● **Records provided**

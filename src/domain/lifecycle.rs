//! Order fulfilment and payment states.

use serde::{Deserialize, Serialize};
use std::fmt;
use std::str::FromStr;
use thiserror::Error;

#[derive(Clone, Copy, Debug, Default, PartialEq, Eq, Hash, Serialize, Deserialize)]
#[serde(rename_all = "snake_case")]
pub enum OrderStatus {
    #[default]
    Pending,
    Confirmed,
    Processing,
    Shipped,
    Delivered,
    Cancelled,
}

impl OrderStatus {
    pub const ALL: [OrderStatus; 6] = [
        OrderStatus::Pending,
        OrderStatus::Confirmed,
        OrderStatus::Processing,
        OrderStatus::Shipped,
        OrderStatus::Delivered,
        OrderStatus::Cancelled,
    ];

    /// The five forward fulfilment steps shown on the progress bar.
    pub const FORWARD: [OrderStatus; 5] = [
        OrderStatus::Pending,
        OrderStatus::Confirmed,
        OrderStatus::Processing,
        OrderStatus::Shipped,
        OrderStatus::Delivered,
    ];

    pub fn as_str(&self) -> &'static str {
        match self {
            Self::Pending => "pending",
            Self::Confirmed => "confirmed",
            Self::Processing => "processing",
            Self::Shipped => "shipped",
            Self::Delivered => "delivered",
            Self::Cancelled => "cancelled",
        }
    }

    /// Index into [`OrderStatus::FORWARD`]; `None` for cancelled orders.
    pub fn progress_step(&self) -> Option<usize> {
        Self::FORWARD.iter().position(|s| s == self)
    }

    /// Delivered and cancelled read as final to customers. Nothing blocks
    /// further transitions out of them under [`TransitionPolicy::AdminOverride`].
    pub fn is_final(&self) -> bool {
        matches!(self, Self::Delivered | Self::Cancelled)
    }
}

impl fmt::Display for OrderStatus {
    fn fmt(&self, f: &mut fmt::Formatter<'_>) -> fmt::Result { f.write_str(self.as_str()) }
}

#[derive(Debug, Clone, PartialEq, Eq, Error)]
#[error("unknown status: {0}")]
pub struct UnknownStatus(pub String);

impl FromStr for OrderStatus {
    type Err = UnknownStatus;
    fn from_str(s: &str) -> Result<Self, Self::Err> {
        Self::ALL
            .into_iter()
            .find(|status| status.as_str().eq_ignore_ascii_case(s.trim()))
            .ok_or_else(|| UnknownStatus(s.to_string()))
    }
}

/// Payment axis, updated independently of [`OrderStatus`].
#[derive(Clone, Copy, Debug, Default, PartialEq, Eq, Hash, Serialize, Deserialize)]
#[serde(rename_all = "snake_case")]
pub enum PaymentStatus {
    #[default]
    Pending,
    Paid,
    Failed,
    Refunded,
}

impl PaymentStatus {
    pub const ALL: [PaymentStatus; 4] = [Self::Pending, Self::Paid, Self::Failed, Self::Refunded];

    pub fn as_str(&self) -> &'static str {
        match self {
            Self::Pending => "pending",
            Self::Paid => "paid",
            Self::Failed => "failed",
            Self::Refunded => "refunded",
        }
    }
}

impl fmt::Display for PaymentStatus {
    fn fmt(&self, f: &mut fmt::Formatter<'_>) -> fmt::Result { f.write_str(self.as_str()) }
}

impl FromStr for PaymentStatus {
    type Err = UnknownStatus;
    fn from_str(s: &str) -> Result<Self, Self::Err> {
        Self::ALL
            .into_iter()
            .find(|status| status.as_str().eq_ignore_ascii_case(s.trim()))
            .ok_or_else(|| UnknownStatus(s.to_string()))
    }
}

/// Which status changes an admin update may make.
#[derive(Clone, Copy, Debug, Default, PartialEq, Eq, Serialize, Deserialize)]
#[serde(rename_all = "snake_case")]
pub enum TransitionPolicy {
    /// Any of the six states may be set from any other, including backwards.
    #[default]
    AdminOverride,
    /// Forward moves along the fulfilment sequence, plus cancellation of
    /// orders that are not yet final.
    ForwardOnly,
}

impl TransitionPolicy {
    pub fn permits(&self, from: OrderStatus, to: OrderStatus) -> bool {
        match self {
            Self::AdminOverride => true,
            Self::ForwardOnly => {
                if from == to { return true; }
                match (from.progress_step(), to.progress_step()) {
                    (Some(a), Some(b)) => b > a,
                    (Some(_), None) => !from.is_final(),
                    (None, _) => false,
                }
            }
        }
    }
}

impl FromStr for TransitionPolicy {
    type Err = UnknownStatus;
    fn from_str(s: &str) -> Result<Self, Self::Err> {
        match s.trim().to_ascii_lowercase().as_str() {
            "admin_override" => Ok(Self::AdminOverride),
            "forward_only" => Ok(Self::ForwardOnly),
            _ => Err(UnknownStatus(s.to_string())),
        }
    }
}

#[cfg(test)]
mod tests {
    use super::*;

    #[test]
    fn test_progress_steps() {
        assert_eq!(OrderStatus::Pending.progress_step(), Some(0));
        assert_eq!(OrderStatus::Delivered.progress_step(), Some(4));
        assert_eq!(OrderStatus::Cancelled.progress_step(), None);
    }

    #[test]
    fn test_admin_override_permits_every_pair() {
        for from in OrderStatus::ALL {
            for to in OrderStatus::ALL {
                assert!(TransitionPolicy::AdminOverride.permits(from, to), "{from} -> {to}");
            }
        }
    }

    #[test]
    fn test_forward_only() {
        let p = TransitionPolicy::ForwardOnly;
        assert!(p.permits(OrderStatus::Pending, OrderStatus::Delivered));
        assert!(!p.permits(OrderStatus::Shipped, OrderStatus::Confirmed));
        assert!(p.permits(OrderStatus::Shipped, OrderStatus::Cancelled));
        assert!(!p.permits(OrderStatus::Delivered, OrderStatus::Cancelled));
        assert!(!p.permits(OrderStatus::Cancelled, OrderStatus::Pending));
    }

    #[test]
    fn test_parse_round_trip_names() {
        assert_eq!("Shipped".parse::<OrderStatus>().unwrap(), OrderStatus::Shipped);
        assert!("lost".parse::<OrderStatus>().is_err());
        assert_eq!("refunded".parse::<PaymentStatus>().unwrap(), PaymentStatus::Refunded);
        assert_eq!("forward_only".parse::<TransitionPolicy>().unwrap(), TransitionPolicy::ForwardOnly);
    }
}
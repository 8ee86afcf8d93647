//! Storefront Orders - order pricing, tracking and invoicing service

use std::sync::Arc;

use anyhow::Result;
use sqlx::postgres::PgPoolOptions;
use tracing_subscriber::{layer::SubscriberExt, util::SubscriberInitExt};

use storefront_orders::api::{router, AppState};
use storefront_orders::config::Config;
use storefront_orders::domain::pricing::ShippingPolicy;
use storefront_orders::publisher::Publisher;
use storefront_orders::store::{CouponStore, MemoryStore, OrderStore, PgStore};

#[tokio::main]
async fn main() -> Result<()> {
    dotenvy::dotenv().ok();
    tracing_subscriber::registry()
        .with(tracing_subscriber::EnvFilter::try_from_default_env().unwrap_or_else(|_| "info".into()))
        .with(tracing_subscriber::fmt::layer())
        .init();

    let config = Config::load()?;

    let (orders, coupons): (Arc<dyn OrderStore>, Arc<dyn CouponStore>) = match &config.database_url {
        Some(url) => {
            let db = PgPoolOptions::new().max_connections(config.db_max_connections).connect(url).await?;
            sqlx::migrate!("./migrations").run(&db).await?;
            tracing::info!("using postgres order store");
            let store = Arc::new(PgStore::new(db));
            (store.clone() as Arc<dyn OrderStore>, store as Arc<dyn CouponStore>)
        }
        None => {
            tracing::warn!("DATABASE_URL not set, orders are kept in memory and lost on restart");
            let store = Arc::new(MemoryStore::new());
            (store.clone() as Arc<dyn OrderStore>, store as Arc<dyn CouponStore>)
        }
    };

    let nats = match &config.nats_url {
        Some(url) => match async_nats::connect(url.as_str()).await {
            Ok(client) => Some(client),
            Err(e) => {
                tracing::warn!(error = %e, "NATS unavailable, order events will not be published");
                None
            }
        },
        None => None,
    };

    let state = AppState {
        orders,
        coupons,
        publisher: Publisher::new(nats),
        shipping: ShippingPolicy::standard(),
        transitions: config.transition_policy,
        site: Arc::new(config.site.clone()),
    };
    tracing::info!(transitions = ?state.transitions, events = state.publisher.is_enabled(), "order service configured");

    let app = router(state);
    let addr = format!("0.0.0.0:{}", config.port);
    tracing::info!("🚀 Storefront Orders listening on {}", addr);
    axum::serve(tokio::net::TcpListener::bind(&addr).await?, app).await?;
    Ok(())
}
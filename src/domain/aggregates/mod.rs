//! Aggregates module
pub mod order;
pub mod cart;

pub use order::{Address, LineItem, NewOrder, Order, OrderError, OrderSnapshot, PaymentMethod};
pub use cart::{Cart, CartItem};
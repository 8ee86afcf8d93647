//! Order and coupon persistence.
//!
//! Writes are last-write-wins; orders carry no version token.

pub mod memory;
pub mod postgres;

use async_trait::async_trait;
use serde::Serialize;
use uuid::Uuid;

use crate::domain::aggregates::Order;
use crate::domain::coupon::Coupon;
use crate::domain::lifecycle::OrderStatus;
use crate::domain::value_objects::OrderNumber;
use crate::Result;

pub use memory::MemoryStore;
pub use postgres::PgStore;

#[derive(Clone, Debug, PartialEq, Eq)]
pub struct OrderQuery {
    pub status: Option<OrderStatus>,
    pub customer_id: Option<String>,
    pub page: u32,
    pub per_page: u32,
}

impl OrderQuery {
    pub fn paged(page: Option<u32>, per_page: Option<u32>) -> Self {
        Self {
            status: None,
            customer_id: None,
            page: page.unwrap_or(1).max(1),
            per_page: per_page.unwrap_or(20).clamp(1, 100),
        }
    }

    pub fn offset(&self) -> u64 { u64::from(self.page - 1) * u64::from(self.per_page) }

    pub fn matches(&self, order: &Order) -> bool {
        self.status.map_or(true, |s| order.status() == s)
            && self.customer_id.as_deref().map_or(true, |c| order.customer_id() == c)
    }
}

impl Default for OrderQuery {
    fn default() -> Self { Self::paged(None, None) }
}

#[derive(Debug, Serialize)]
pub struct Page<T> {
    pub data: Vec<T>,
    pub total: i64,
    pub page: u32,
}

impl<T> Page<T> {
    pub fn map<U>(self, f: impl FnMut(T) -> U) -> Page<U> {
        Page { data: self.data.into_iter().map(f).collect(), total: self.total, page: self.page }
    }
}

#[async_trait]
pub trait OrderStore: Send + Sync {
    /// Unique, monotonically increasing order number.
    async fn next_order_number(&self) -> Result<OrderNumber>;
    async fn insert_order(&self, order: &Order) -> Result<()>;
    async fn get_order(&self, id: Uuid) -> Result<Option<Order>>;
    async fn find_by_number(&self, number: OrderNumber) -> Result<Option<Order>>;
    /// Newest first.
    async fn list_orders(&self, query: &OrderQuery) -> Result<Page<Order>>;
    async fn update_order(&self, order: &Order) -> Result<()>;
}

#[async_trait]
pub trait CouponStore: Send + Sync {
    /// `code` is already normalised.
    async fn find_coupon(&self, code: &str) -> Result<Option<Coupon>>;
    async fn insert_coupon(&self, coupon: &Coupon) -> Result<()>;
    async fn list_coupons(&self) -> Result<Vec<Coupon>>;
}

● **Exercise**
Track down every line in the entries that includes the string "filename", and copy it.

● **Exercise response**
filename src/domain/lifecycle.rs
filename src/domain/aggregates/mod.rs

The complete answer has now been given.